Понимание, что у мальчика и девочки – два разных видения войны, приходит далеко не сразу. Хотя очевидно, что они слишком разные, разные до чуждости друг другу. Для девочки война не игра. Для нее война не в прошлом, и не во флэшбеках, и, боже упаси, не в будущем. Она в настоящем, здесь и сейчас. «Праздник», который всегда с тобой. Война пролилась в ее душу расплавленным свинцом, и теперь ее, застывшую там некрасивой смрадной грудой металла, трудно, невозможно выдернуть из груди, не убив душу. Почему она ненавидит своего ребенка? Потому что этот ни в чем не повинный слепой мальчик – не просто дитя насилия (а в исламском мире наша обесчещенная не по своей воли девочка – сама нечистое дитя). Он – Дитя Войны. Он – для нее – Война и есть. И когда мальчик бродит по лабиринту из авиабомб и ищет своего отца, и бормочет «папа, папа» - это не пошлая метафора, сцена вырастает в метафору только с пониманием тобой действий девочки, но и в конце концов перерастает ее: и снова ты видишь эту сцену, где заблудившийся мальчик как слепой Эдип-котенок тычется в пустые болванки бомб и мяучит «папа», и снова она уже ничего не означает, она пуста как бомба, но при этом обладает удивительной разрушительной силой – эта мощь чистой красоты, чистого образа, который ничего не значит и значит сразу все на свете. Символ, из которого фильм вынимает сердцевину, символ, остающийся простой болванкой. Но эта болванка бьет по тебе так, как редко какой другой символ в известных киношедеврах.

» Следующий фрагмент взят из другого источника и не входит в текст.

//! # Logging Module
//!
//! This module provides logging utilities for the renotice tool, including:
//! - Verbose logging that can be enabled/disabled
//! - Standard info logging with color support
//!
//! The logging system is designed to be simple and efficient, with verbose logs
//! going to stderr and info logs going to stdout for better pipeline
//! integration.
//!
//! ## Example
//!
//! ```rust
//! use renotice::logging::{ColorMode, set_verbose};
//! use renotice::{info_log, verbose_log};
//!
//! // Enable verbose logging
//! set_verbose();
//!
//! // Set color mode to Auto (uses owo-colors' automatic TTY detection)
//! ColorMode::Auto.apply();
//!
//! // Log a verbose message (goes to stderr)
//! verbose_log!("Processing file: {}", "dist/app.js");
//!
//! // Log an info message (goes to stdout)
//! info_log!("Updated notice in: {}", "dist/app.js");
//! ```

mod modes;

pub use modes::{ColorMode, init_tracing, is_quiet, is_verbose, set_quiet, set_verbose};
use owo_colors::{OwoColorize, Stream};

/// Logs a message to stderr if verbose mode is enabled.
///
/// This macro is used for detailed logging that is only shown when verbose mode
/// is enabled via [`set_verbose`]. It uses the same format string syntax as
/// the standard [`eprintln!`] macro.
#[macro_export]
macro_rules! verbose_log {
    ($($arg:tt)*) => {
        if $crate::logging::is_verbose() {
            eprintln!($($arg)*);
        }
    };
}

/// Logs a message to stdout regardless of verbose mode.
///
/// This macro is used for important information that should always be displayed
/// to the user. It uses the same format string syntax as the standard
/// [`println!`] macro.
#[macro_export]
macro_rules! info_log {
    ($($arg:tt)*) => {
        if !$crate::logging::is_quiet() {
            $crate::logging::print_info_log(&format!($($arg)*));
        }
    };
}

/// Internal function to print info log messages with formatting.
///
/// This function is used by the [`info_log!`] macro to format and print
/// messages with colors if enabled.
///
/// # Parameters
///
/// * `message` - The message to print
pub fn print_info_log(message: &str) {
  println!("{}", message.if_supports_color(Stream::Stdout, |m| m.yellow()));
}
use std::sync::atomic::{AtomicU8, Ordering};

use clap::ValueEnum;

/// Global atomic value holding the current output mode.
///
/// This is initialized to `0` (Normal); verbose and quiet modes are enabled
/// explicitly via [`set_verbose`] and [`set_quiet`].
static OUTPUT_MODE: AtomicU8 = AtomicU8::new(0);

#[derive(Debug, Clone, Copy, PartialEq, Eq)]
enum OutputMode {
  Normal = 0,
  Quiet = 1,
  Verbose = 2,
}

impl OutputMode {
  /// Convert from u8 to OutputMode
  const fn from_u8(value: u8) -> Self {
    match value {
      0 => OutputMode::Normal,
      1 => OutputMode::Quiet,
      2 => OutputMode::Verbose,
      _ => OutputMode::Normal, // Default to Normal for invalid values
    }
  }
}

/// Enum representing the color mode options.
#[derive(Debug, Clone, Copy, PartialEq, Eq, ValueEnum)]
pub enum ColorMode {
  /// Automatically determine whether to use colors based on TTY detection
  Auto,
  /// Never use colors
  Never,
  /// Always use colors
  Always,
}

impl std::fmt::Display for ColorMode {
  fn fmt(&self, f: &mut std::fmt::Formatter<'_>) -> std::fmt::Result {
    let name = match self {
      ColorMode::Auto => "auto",
      ColorMode::Never => "never",
      ColorMode::Always => "always",
    };
    f.write_str(name)
  }
}

impl ColorMode {
  /// Applies the color mode globally via owo-colors' override mechanism.
  pub fn apply(self) {
    match self {
      ColorMode::Auto => owo_colors::unset_override(),
      ColorMode::Never => owo_colors::set_override(false),
      ColorMode::Always => owo_colors::set_override(true),
    }
  }
}

/// Sets the global verbose logging flag.
///
/// When verbose logging is enabled, the [`verbose_log!`] macro will output
/// messages to stderr. When disabled, verbose log messages are suppressed.
///
/// [`verbose_log!`]: crate::verbose_log
pub fn set_verbose() {
  OUTPUT_MODE.store(OutputMode::Verbose as u8, Ordering::SeqCst);
}

pub fn set_quiet() {
  OUTPUT_MODE.store(OutputMode::Quiet as u8, Ordering::SeqCst);
}

/// Checks if verbose logging is currently enabled.
///
/// This function is used internally by the [`verbose_log!`] macro to determine
/// whether to output verbose log messages.
///
/// [`verbose_log!`]: crate::verbose_log
///
/// # Returns
///
/// `true` if verbose logging is enabled, `false` otherwise.
pub fn is_verbose() -> bool {
  let mode_u8 = OUTPUT_MODE.load(Ordering::SeqCst);
  matches!(OutputMode::from_u8(mode_u8), OutputMode::Verbose)
}

/// Checks if quiet mode is currently enabled.
/// This function can be used to determine if output should be suppressed.
/// # Returns
///
/// `true` if quiet mode is enabled, `false` otherwise.
pub fn is_quiet() -> bool {
  let mode_u8 = OUTPUT_MODE.load(Ordering::SeqCst);
  matches!(OutputMode::from_u8(mode_u8), OutputMode::Quiet)
}

/// Initializes the tracing subscriber for structured logging.
///
/// The default level follows the CLI verbosity count (`-v` info, `-vv` debug,
/// `-vvv` trace) and can be overridden via `RUST_LOG`. Output goes to stderr
/// so it never mixes with the tool's stdout messages.
pub fn init_tracing(quiet: bool, verbose: u8) {
  let default_level = if quiet {
    "error"
  } else {
    match verbose {
      0 => "warn",
      1 => "info",
      2 => "debug",
      _ => "trace",
    }
  };

  let filter = tracing_subscriber::EnvFilter::try_from_default_env()
    .unwrap_or_else(|_| tracing_subscriber::EnvFilter::new(default_level));

  // try_init so repeated initialization (e.g. in tests) is a no-op
  let _ = tracing_subscriber::fmt()
    .with_env_filter(filter)
    .with_writer(std::io::stderr)
    .try_init();
}
//! # renotice
//!
//! A tool that rewrites source and markup files to carry an up-to-date, templated
//! copyright notice.
//!
//! `renotice` modifies files in place. For source files it recognizes existing
//! copyright banners (block comments or consecutive line comments at column one),
//! removes every one of them, and substitutes a freshly rendered notice at the
//! position of the old banner, so re-running the tool never stacks duplicate
//! banners. For markup files it regenerates a tagged region bounded by
//! configurable open and close literals, preserving the indentation of the
//! surrounding document.
//!
//! ## Features
//!
//! * Replace existing copyright banners instead of stacking a second one
//! * Recognize both `/* ... */` block banners and `//` line-comment banners
//! * Regenerate `<!-- start ... -->` / `<!-- end ... -->` tag regions in markup
//! * Template variables (`{{name}}`, `{{version}}`, `{{path}}`, `{{date}}`, ...)
//!   with hard errors on unresolved placeholders
//! * Untouched passthrough for file types the tool does not manage
//!
//! ## Usage as a Library
//!
//! ```rust,no_run
//! use std::path::PathBuf;
//!
//! use renotice::processor::Processor;
//! use renotice::tags::TagPair;
//! use renotice::templates::{NoticeContext, NoticeTemplate};
//!
//! fn main() -> anyhow::Result<()> {
//!   let template = NoticeTemplate::new("// Copyright (c) {{year}} Example Co.");
//!
//!   let mut context = NoticeContext::new();
//!   context.set("year", "2026");
//!
//!   let processor = Processor::new(template, context, TagPair::default());
//!   processor.process(&[PathBuf::from("dist/app.js")])?;
//!
//!   Ok(())
//! }
//! ```
//!
//! ## Modules
//!
//! * [`processor`] - Per-file orchestration: read, dispatch by file kind, write back
//! * [`banner`] - Recognition and removal of pre-existing copyright banners
//! * [`tags`] - Tag region validation, indent capture, and injection
//! * [`templates`] - Notice template rendering
//! * [`logging`] - Logging utilities for verbose output
//!
//! [`processor`]: crate::processor
//! [`banner`]: crate::banner
//! [`tags`]: crate::tags
//! [`templates`]: crate::templates
//! [`logging`]: crate::logging

// Re-export modules for public API
pub mod banner;
pub mod cli;
pub mod config;
pub mod logging;
pub mod processor;
pub mod tags;
pub mod templates;
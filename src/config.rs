//! # Configuration Module
//!
//! This module provides configuration support for renotice, allowing the
//! notice template, the tag literals, and the template variables to live in a
//! project file instead of the command line.
//!
//! Configuration can be specified in a `.renotice.toml` file or via the
//! `RENOTICE_CONFIG` environment variable. CLI flags override config values.

use std::collections::HashMap;
use std::path::{Path, PathBuf};

use anyhow::Result;
use serde::Deserialize;

use crate::verbose_log;

/// The default config file name.
pub const DEFAULT_CONFIG_FILENAME: &str = ".renotice.toml";

/// Environment variable for specifying config file path.
pub const CONFIG_ENV_VAR: &str = "RENOTICE_CONFIG";

/// Error type for configuration operations.
#[derive(Debug, thiserror::Error)]
pub enum ConfigError {
  /// The config file could not be read.
  #[error("Failed to read config file '{path}': {source}")]
  ReadError { path: PathBuf, source: std::io::Error },

  /// The config file contains invalid TOML.
  #[error("Failed to parse config file '{path}': {source}")]
  ParseError { path: PathBuf, source: toml::de::Error },

  /// Both an inline notice and a notice file were configured.
  #[error("Config file '{path}' sets both 'notice' and 'notice-file'; choose one")]
  ConflictingNoticeSource { path: PathBuf },
}

/// Main configuration struct for renotice.
///
/// This struct is loaded from a `.renotice.toml` file and contains all
/// user-configurable options for the notice template, the tag literals, and
/// the template variables.
#[derive(Debug, Default, Deserialize)]
pub struct Config {
  /// Inline notice template. Mutually exclusive with `notice-file`.
  #[serde(default)]
  pub notice: Option<String>,

  /// Path to a notice template file, resolved against the invocation
  /// directory. Mutually exclusive with `notice`.
  #[serde(default, rename = "notice-file")]
  pub notice_file: Option<PathBuf>,

  /// Open-tag literal for markup tag regions.
  #[serde(default, rename = "open-tag")]
  pub open_tag: Option<String>,

  /// Close-tag literal for markup tag regions.
  #[serde(default, rename = "close-tag")]
  pub close_tag: Option<String>,

  /// Template variables (package name, version, repository URL, author, ...).
  #[serde(default)]
  pub vars: HashMap<String, String>,
}

impl Config {
  /// Load configuration from a file.
  ///
  /// # Arguments
  ///
  /// * `path` - Path to the configuration file
  ///
  /// # Returns
  ///
  /// The loaded configuration, or an error if the file cannot be read or
  /// parsed.
  pub fn load(path: &Path) -> Result<Self, ConfigError> {
    verbose_log!("Loading config from: {}", path.display());

    let content = std::fs::read_to_string(path).map_err(|e| ConfigError::ReadError {
      path: path.to_path_buf(),
      source: e,
    })?;

    let config: Config = toml::from_str(&content).map_err(|e| ConfigError::ParseError {
      path: path.to_path_buf(),
      source: e,
    })?;

    if config.notice.is_some() && config.notice_file.is_some() {
      return Err(ConfigError::ConflictingNoticeSource {
        path: path.to_path_buf(),
      });
    }

    verbose_log!("Loaded {} template variables from config", config.vars.len());

    Ok(config)
  }
}

/// Resolve and load the configuration, if any.
///
/// Resolution order:
/// 1. If `no_config` is set, no config is loaded.
/// 2. An explicitly passed path is always used (and must load successfully).
/// 3. The `RENOTICE_CONFIG` environment variable, if set.
/// 4. `.renotice.toml` in the current directory, if present.
///
/// # Returns
///
/// `Some(Config)` if a config was found and loaded, `None` otherwise.
pub fn load_config(explicit_path: Option<&Path>, no_config: bool) -> Result<Option<Config>, ConfigError> {
  if no_config {
    verbose_log!("Config loading disabled via --no-config");
    return Ok(None);
  }

  if let Some(path) = explicit_path {
    return Config::load(path).map(Some);
  }

  if let Ok(env_path) = std::env::var(CONFIG_ENV_VAR) {
    return Config::load(Path::new(&env_path)).map(Some);
  }

  let default_path = Path::new(DEFAULT_CONFIG_FILENAME);
  if default_path.is_file() {
    return Config::load(default_path).map(Some);
  }

  Ok(None)
}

Итак, мальчик – война, которую девочка вынуждена носить с собой, да еще кормить ее, лелеять, для того только, чтобы она, эта война, постоянно смотрела на нее своими слепыми глазами. Очевидно, что от этого прошлого, от войны надо как-то избавиться. Девочка хочет уйти, убежать, спрятаться, чтобы вот эта боль внутри, война, чтобы она прекратилась. Но невозможно избавиться от «праздника», который всегда с тобой, у тебя, под твоим же сердцем. Может, уйдем из лагеря? - просит девочка своего брата. Брат возмущается. У брата нет обоих рук, но он не похож на отчаявшийся обрубок человека. Именно он кормит сына своей сестры, убеждает ее, что он «все-таки ее сын», что она не может от него отказаться. Мудрый парень? Да, легко нам соглашаться с ним, и в момент первого видения фильма я был на его стороне. Возможно, мудрый. Он хороший и добрый. Но он – мальчик. А некоторым мальчикам никогда не понять, что значит носить ребенка от насильника, и почему хочется от него избавиться, и почему ощущаешь себя при этом чревом нечистот. Ему никогда не понять по-настоящему сестры, но, справедливости ради, он любит ее и так, не стараясь понять особенно. Не кричит, не ругает, а скрепя сердце ухаживает за ублюдочным племянником – ведь он его кровь, что бы там сестра о нем не думала. Вот этот страшный, чудовищный парадокс, который понимаешь не сразу – он взрывает твою душу. Никакой психолог (которого, разумеется, в этом курдском лагере нет) никогда никакими гештальтами, рассуждениями о травме и «ты не виноватая» не сможет ничего ни объяснить, ни, тем более, вылечить. Ты просто вдруг понимаешь, что психолог или психотерапевт мог бы навернуть с горы разной лжи, псевдомудрости, обмана, чтобы замылить глаза девочки. Да только вот ни ты сам, ни девочка не поймете этой мудрости. Или поймете, но не примете. И при этом и она, и ты понимаешь тоже вроде бы очевидную истину: что мальчик, он же просто ее сын, он же не дитя войны, он просто ребенок, ни в чем не виноватый. Вот эти две очевидные истины – они и после фильма остаются очевидными, а ни развязать узел, ни даже разрубить его, отделив одну от другой, никому и никогда не удастся.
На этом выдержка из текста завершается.